To Solve the Nutrition Crisis, Biden Must First Look Inward
Link to story as originally printed in the New York Daily News
By Nina Teicholz and Jennifer Friedlin
Last week, President Biden announced that he would convene a White House Conference on Hunger, Health and Nutrition, the first in more than 50 years, to address the epidemics of hunger and diet-related diseases that plague America.
One place to start is by considering the government’s own broken food policy.
The last conference during the Nixon administration paved the way for the establishment of the Dietary Guidelines for Americans. These guidelines shifted the American diet to one weighted towards carbohydrates.
In the late 1960s, carbohydrate intake amounted to 39% of the American diet. The guidelines, which are considered the gold standard of nutrition, recommend a diet of 45% to 65% carbohydrates and up to 10% of calories as sugar. This guidance is reflected in everything from the advice doctors give to patients to the food prescribed through federal nutrition programs, for meals in pre-kindergarten-12 schools, nursing homes, military mess halls, and more.
Since the guidelines came into being, diet-related diseases have surged. For example, this year, an additional 1.4 million Americans are projected to join the 37.3 million, or 11% of us, already coping with diabetes, a physically and financially devastating illness that is increasingly manifesting in young people. In 2021, the diabetes rates in the Bronx, Queens and Staten Island were higher than the national average at 15.7%, 13.2% and 13%, respectively.
With an annual price tag of $327 billion in direct costs and lost productivity, diabetes is also the nation’s most expensive chronic illness. Individuals with diabetes incur medical costs about 2.3 times higher than those without.

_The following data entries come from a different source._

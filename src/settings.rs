//! Runtime settings for the binary: a TOML file with `[server]`, `[client]` and `[processing]`
//! sections, each optional, then environment overrides on top.
//!
//! ```toml
//! [server]
//! bind_address = "0.0.0.0"
//! port = 2575
//!
//! [processing]
//! mapping_file = "mappings/adt.json"
//! log_level = "debug"
//! ```

use log::debug;
use serde::{Deserialize, Serialize};
use std::path::{Path, PathBuf};

use crate::client::ClientConfig;
use crate::error::ConfigError;
use crate::server::ServerConfig;

pub const ENV_BIND: &str = "HL7_PROCESSOR_BIND";
pub const ENV_PORT: &str = "HL7_PROCESSOR_PORT";
pub const ENV_MAPPING: &str = "HL7_PROCESSOR_MAPPING";

#[derive(Debug, Clone, PartialEq, Serialize, Deserialize)]
#[serde(default)]
pub struct ProcessingSettings {
    /// Field mapping configuration (JSON or TOML); without one messages are stored untransformed
    pub mapping_file: Option<PathBuf>,
    /// Used when `RUST_LOG` is not set
    pub log_level: String,
}

impl Default for ProcessingSettings {
    fn default() -> Self {
        ProcessingSettings {
            mapping_file: None,
            log_level: "info".to_string(),
        }
    }
}

#[derive(Debug, Clone, Default, PartialEq, Serialize, Deserialize)]
#[serde(default)]
pub struct Settings {
    pub server: ServerConfig,
    pub client: ClientConfig,
    pub processing: ProcessingSettings,
}

impl Settings {
    pub fn from_toml_str(text: &str) -> Result<Settings, ConfigError> {
        Ok(toml::from_str(text)?)
    }

    /// Reads `path` when given, otherwise starts from defaults, then applies the environment.
    pub fn load(path: Option<&Path>) -> Result<Settings, ConfigError> {
        let mut settings = match path {
            Some(path) => {
                debug!("Loading settings from {}", path.display());
                Settings::from_toml_str(&std::fs::read_to_string(path)?)?
            }
            None => Settings::default(),
        };
        settings.apply_overrides(|key| std::env::var(key).ok())?;
        Ok(settings)
    }

    pub fn apply_overrides<F>(&mut self, lookup: F) -> Result<(), ConfigError>
    where
        F: Fn(&str) -> Option<String>,
    {
        if let Some(bind) = lookup(ENV_BIND) {
            self.server.bind_address = bind;
        }
        if let Some(port) = lookup(ENV_PORT) {
            self.server.port = port
                .trim()
                .parse()
                .map_err(|_| ConfigError::Invalid(format!("{} is not a port number: '{}'", ENV_PORT, port)))?;
        }
        if let Some(mapping) = lookup(ENV_MAPPING) {
            self.processing.mapping_file = Some(PathBuf::from(mapping));
        }
        Ok(())
    }
}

While much attention has been given to the harm caused by refined sugar, the problem with an overload of carbohydrates is that, whether whole or refined, they turn to sugar upon digestion. This means that even whole grains will reliably spike glucose in the blood. Over time, eating a diet high in carbohydrates, “healthy” or not, exhausts the body’s ability to process sugars, leading to a condition called insulin resistance, a precursor to pre-diabetes, weight gain and most other diet-related diseases.
In announcing the conference, Biden noted that diet-related diseases increased the risk of severe COVID-19, but he did not note that high blood sugar, which causes diabetes, was one of the factors most tightly linked to increased risk for hospitalization and death.
A large body of scientific literature now exists to show that a diet low in carbohydrates can reduce blood sugar levels and even reverse a diagnosis of type 2 diabetes — within weeks. For example, a 2021 issue of Nutrients cites dozens of clinical trials demonstrating how carbohydrate restriction helps people to combat diabetes, obesity, high blood pressure and inflammation, among other cardiovascular risk factors.
The evidence has become so compelling that leading health groups have endorsed this nutritional therapy. In recent years, the American Diabetes Association (ADA) and American Heart Association (AHA) have both recognized that lower-carbohydrate diets are unparalleled for controlling blood sugar, and the ADA dubbed it a standard of care.
If the White House wants to reduce the prevalence of diet-related diseases, it should follow the lead of the AHA and ADA and reevaluate the Dietary Guidelines for Americans to offer an alternative for the 50% of Americans with diabetes or prediabetes, not to mention other diet-related diseases.
This sensible approach appears unlikely. Last month, the United States Departments of Agriculture and Health and Human Services (USDA-HHS) began the process of reviewing the guidelines for 2025 by publishing a list of scientific questions that an as-yet-unnamed committee will review. Astonishingly, there was not a single question about low-carbohydrate diets on the list. During the last review, for the 2020 guidelines, USDA experts also overlooked the evidence, saying they could find only a single clinical trial on low-carbohydrate diets — despite the existence of at least 75 such trials at the time.
President Biden’s concern about the nutritional health of Americans offers a fresh opportunity for the White House to start reversing trends of worsening health that began decades ago and shows no signs of abating. Failure to do so will be costly to all Americans and unfair to the millions of vulnerable individuals who trust in and live by the government’s nutrition policy.
Teicholz is the author of “The Big Fat Surprise” and founder and board chair of The Nutrition Coalition, a non-profit that supports evidence-based dietary policy. Friedlin is president of The Nutrition Coalition.